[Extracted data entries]
/---

//! End-to-end integration tests for mesh-terrain.
//!
//! These tests exercise the full pipeline from PLY decode -> classify ->
//! planes -> resample -> simplify -> smooth -> triangulate -> PLY write.

use std::path::Path;

use mesh_terrain::{
    ErrorKind, MeshingParams, PlyPointCloud, PointCloudSource, TerrainPipeline, inspect_cloud,
};
use tempfile::TempDir;

// =============================================================================
// Point cloud fixtures
// =============================================================================

const FULL_HEADER: &[&str] = &[
    "float x",
    "float y",
    "float z",
    "float nx",
    "float ny",
    "float nz",
    "uchar classification",
    "float heightaboveground",
];

fn write_ply(path: &Path, properties: &[&str], rows: &[String]) {
    let mut text = String::from("ply\nformat ascii 1.0\n");
    text.push_str(&format!("element vertex {}\n", rows.len()));
    for p in properties {
        text.push_str(&format!("property {}\n", p));
    }
    text.push_str("end_header\n");
    for row in rows {
        text.push_str(row);
        text.push('\n');
    }
    std::fs::write(path, text).unwrap();
}

fn row(x: f64, y: f64, z: f64, class: u8, hag: f64) -> String {
    format!("{} {} {} 0 0 1 {} {}", x, y, z, class, hag)
}

/// `n` x `n` ground points with unit spacing at height `z`.
fn ground_rows(n: usize, z: f64) -> Vec<String> {
    let mut rows = Vec::new();
    for i in 0..n {
        for j in 0..n {
            rows.push(row(i as f64, j as f64, z, 2, 0.0));
        }
    }
    rows
}

fn read_face_lines(path: &Path) -> (usize, usize, Vec<[u32; 3]>) {
    let text = std::fs::read_to_string(path).unwrap();
    let mut lines = text.lines();
    let mut vertices = 0;
    let mut faces = 0;
    for line in lines.by_ref() {
        if let Some(n) = line.strip_prefix("element vertex ") {
            vertices = n.parse().unwrap();
        } else if let Some(n) = line.strip_prefix("element face ") {
            faces = n.parse().unwrap();
        } else if line == "end_header" {
            break;
        }
    }
    let face_list = lines
        .skip(vertices)
        .map(|l| {
            let v: Vec<u32> = l.split_whitespace().map(|t| t.parse().unwrap()).collect();
            assert_eq!(v[0], 3);
            [v[1], v[2], v[3]]
        })
        .collect();
    (vertices, faces, face_list)
}

// =============================================================================
// End-to-end scenarios
// =============================================================================

#[test]
fn test_flat_grid_end_to_end() {
    let dir = TempDir::new().unwrap();
    let input = dir.path().join("points.ply");
    let output = dir.path().join("odm_25dmesh.ply");
    write_ply(&input, FULL_HEADER, &ground_rows(11, 0.0));

    let outcome = TerrainPipeline::new(MeshingParams::default())
        .run_file(&input, &output)
        .unwrap();

    assert!(outcome.mesh.face_count() >= 1);
    assert!(outcome.mesh.vertices.iter().all(|v| v.z.abs() < 1e-6));
    assert!(outcome.mesh.validate_indices().is_ok());
    assert_eq!(outcome.report.classification.ground, 121);
    assert_eq!(outcome.report.classification.dropped, 0);

    let (vertices, faces, face_list) = read_face_lines(&output);
    assert_eq!(vertices, outcome.mesh.vertex_count());
    assert_eq!(faces, outcome.mesh.face_count());
    assert_eq!(face_list, outcome.mesh.faces);
}

#[test]
fn test_two_points_is_insufficient_data() {
    let dir = TempDir::new().unwrap();
    let input = dir.path().join("points.ply");
    let output = dir.path().join("out.ply");
    write_ply(
        &input,
        FULL_HEADER,
        &[row(0.0, 0.0, 0.0, 2, 0.0), row(1.0, 0.0, 0.0, 2, 0.0)],
    );

    let err = TerrainPipeline::default()
        .run_file(&input, &output)
        .unwrap_err();
    assert_eq!(err.kind(), ErrorKind::InsufficientData);
    assert!(!output.exists(), "no mesh is written on failure");
}

#[test]
fn test_missing_x_is_input_error() {
    let dir = TempDir::new().unwrap();
    let input = dir.path().join("points.ply");
    write_ply(
        &input,
        &["float y", "float z", "float nx", "float ny", "float nz"],
        &["0 0 0 0 1".to_string(), "1 0 0 0 1".to_string()],
    );

    let err = TerrainPipeline::default()
        .run_file(&input, dir.path().join("out.ply"))
        .unwrap_err();
    assert_eq!(err.kind(), ErrorKind::Input);
}

#[test]
fn test_flip_faces_reverses_winding() {
    let dir = TempDir::new().unwrap();
    let input = dir.path().join("points.ply");
    // Level ground: when several points share a grid cell the first one is
    // kept in both modes, so both runs see the same vertices.
    write_ply(&input, FULL_HEADER, &ground_rows(12, 0.5));

    let plain = TerrainPipeline::new(MeshingParams::default())
        .run_file(&input, dir.path().join("plain.ply"))
        .unwrap();
    let flipped = TerrainPipeline::new(MeshingParams {
        flip_faces: true,
        ..Default::default()
    })
    .run_file(&input, dir.path().join("flipped.ply"))
    .unwrap();

    assert_eq!(plain.report.grid, flipped.report.grid);
    assert_eq!(plain.mesh.vertices, flipped.mesh.vertices);
    assert_eq!(plain.mesh.face_count(), flipped.mesh.face_count());
    for (a, b) in plain.mesh.faces.iter().zip(&flipped.mesh.faces) {
        assert_eq!([a[2], a[1], a[0]], *b);
    }
}

#[test]
fn test_missing_optional_fields_treat_all_as_ground() {
    let dir = TempDir::new().unwrap();
    let input = dir.path().join("points.ply");
    let rows: Vec<String> = (0..8)
        .flat_map(|i| (0..8).map(move |j| format!("{} {} 1.5 0 0 1", i, j)))
        .collect();
    write_ply(
        &input,
        &["float x", "float y", "float z", "float nx", "float ny", "float nz"],
        &rows,
    );

    let outcome = TerrainPipeline::default()
        .run_file(&input, dir.path().join("out.ply"))
        .unwrap();
    assert_eq!(outcome.report.classification.ground, 64);
    assert!(!outcome.report.classification.used_classification);
    assert!(outcome.report.warnings().count() >= 2);
    assert!(
        outcome
            .mesh
            .vertices
            .iter()
            .all(|v| (v.z - 1.5).abs() < 1e-6)
    );
}

#[test]
fn test_roof_is_promoted_to_ground() {
    let dir = TempDir::new().unwrap();
    let input = dir.path().join("points.ply");
    let mut rows = ground_rows(40, 0.0);
    for i in 0..25 {
        for j in 0..25 {
            rows.push(row(8.0 + i as f64, 8.0 + j as f64, 5.0, 6, 5.0));
        }
    }
    write_ply(&input, FULL_HEADER, &rows);

    let outcome = TerrainPipeline::default()
        .run_file(&input, dir.path().join("out.ply"))
        .unwrap();

    assert_eq!(outcome.report.classification.non_ground, 625);
    assert_eq!(outcome.report.planes.planes.len(), 1);
    assert!(outcome.report.planes.promoted >= 500);
    let top = outcome
        .mesh
        .vertices
        .iter()
        .map(|v| v.z)
        .fold(f64::NEG_INFINITY, f64::max);
    assert!(top > 4.0, "roof elevation lost: {}", top);
}

#[test]
fn test_vertex_budget_caps_output() {
    let dir = TempDir::new().unwrap();
    let input = dir.path().join("points.ply");
    write_ply(&input, FULL_HEADER, &ground_rows(20, 0.0));

    let outcome = TerrainPipeline::new(MeshingParams {
        max_vertex_count: 50,
        wlop_iterations: 3,
        ..Default::default()
    })
    .run_file(&input, dir.path().join("out.ply"))
    .unwrap();
    assert!(outcome.mesh.vertex_count() <= 50);
    assert_eq!(outcome.report.simplification.output, outcome.mesh.vertex_count());
}

#[test]
fn test_unwritable_output_is_output_error() {
    let dir = TempDir::new().unwrap();
    let input = dir.path().join("points.ply");
    write_ply(&input, FULL_HEADER, &ground_rows(8, 0.0));

    let err = TerrainPipeline::default()
        .run_file(&input, dir.path().join("missing").join("out.ply"))
        .unwrap_err();
    assert_eq!(err.kind(), ErrorKind::Output);
}

// =============================================================================
// Inspection and configuration
// =============================================================================

#[test]
fn test_inspect_reports_fields_and_counts() {
    let dir = TempDir::new().unwrap();
    let input = dir.path().join("points.ply");
    let mut rows = ground_rows(4, 0.0);
    rows.push(row(10.0, 10.0, 3.0, 5, 3.0));
    rows.push(row(11.0, 10.0, 0.5, 5, 0.5));
    write_ply(&input, FULL_HEADER, &rows);

    let cloud = PlyPointCloud::new(&input).decode().unwrap();
    let summary = inspect_cloud(&cloud).unwrap();
    assert_eq!(summary.points, 18);
    assert_eq!(summary.classification.ground, 16);
    assert_eq!(summary.classification.non_ground, 1);
    assert_eq!(summary.classification.dropped, 1);
    assert_eq!(summary.bounds, Some([[0.0, 0.0, 0.0], [11.0, 10.0, 3.0]]));
}

#[test]
fn test_params_from_toml_file() {
    let dir = TempDir::new().unwrap();
    let path = dir.path().join("terrain.toml");
    std::fs::write(
        &path,
        "max_vertex_count = 2500\nwlop_iterations = 4000\nflip_faces = true\n",
    )
    .unwrap();

    let params = MeshingParams::from_toml_file(&path).unwrap();
    assert_eq!(params.max_vertex_count, 2500);
    assert!(params.flip_faces);
    assert_eq!(params.normalized().wlop_iterations, 1000);

    let err = MeshingParams::from_toml_file(dir.path().join("absent.toml")).unwrap_err();
    assert_eq!(err.kind(), ErrorKind::Configuration);
}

\---

EXERCISE REQUIREMENTS:
Starting with the line above that holds "rows.push(row(8.0 + i" and stopping with the line that holds "assert_eq!(summary.classification.non_ground, 1);", reproduce each line exactly, omitting all other lines.

YOUR SOLUTION:
            rows.push(row(8.0 + i as f64, 8.0 + j as f64, 5.0, 6, 5.0));
        }
    }
    write_ply(&input, FULL_HEADER, &rows);

    let outcome = TerrainPipeline::default()
        .run_file(&input, dir.path().join("out.ply"))
        .unwrap();

    assert_eq!(outcome.report.classification.non_ground, 625);
    assert_eq!(outcome.report.planes.planes.len(), 1);
    assert!(outcome.report.planes.promoted >= 500);
    let top = outcome
        .mesh
        .vertices
        .iter()
        .map(|v| v.z)
        .fold(f64::NEG_INFINITY, f64::max);
    assert!(top > 4.0, "roof elevation lost: {}", top);
}

#[test]
fn test_vertex_budget_caps_output() {
    let dir = TempDir::new().unwrap();
    let input = dir.path().join("points.ply");
    write_ply(&input, FULL_HEADER, &ground_rows(20, 0.0));

    let outcome = TerrainPipeline::new(MeshingParams {
        max_vertex_count: 50,
        wlop_iterations: 3,
        ..Default::default()
    })
    .run_file(&input, dir.path().join("out.ply"))
    .unwrap();
    assert!(outcome.mesh.vertex_count() <= 50);
    assert_eq!(outcome.report.simplification.output, outcome.mesh.vertex_count());
}

#[test]
fn test_unwritable_output_is_output_error() {
    let dir = TempDir::new().unwrap();
    let input = dir.path().join("points.ply");
    write_ply(&input, FULL_HEADER, &ground_rows(8, 0.0));

    let err = TerrainPipeline::default()
        .run_file(&input, dir.path().join("missing").join("out.ply"))
        .unwrap_err();
    assert_eq!(err.kind(), ErrorKind::Output);
}

// =============================================================================
// Inspection and configuration
// =============================================================================

#[test]
fn test_inspect_reports_fields_and_counts() {
    let dir = TempDir::new().unwrap();
    let input = dir.path().join("points.ply");
    let mut rows = ground_rows(4, 0.0);
    rows.push(row(10.0, 10.0, 3.0, 5, 3.0));
    rows.push(row(11.0, 10.0, 0.5, 5, 0.5));
    write_ply(&input, FULL_HEADER, &rows);

    let cloud = PlyPointCloud::new(&input).decode().unwrap();
    let summary = inspect_cloud(&cloud).unwrap();
    assert_eq!(summary.points, 18);
    assert_eq!(summary.classification.ground, 16);
    assert_eq!(summary.classification.non_ground, 1);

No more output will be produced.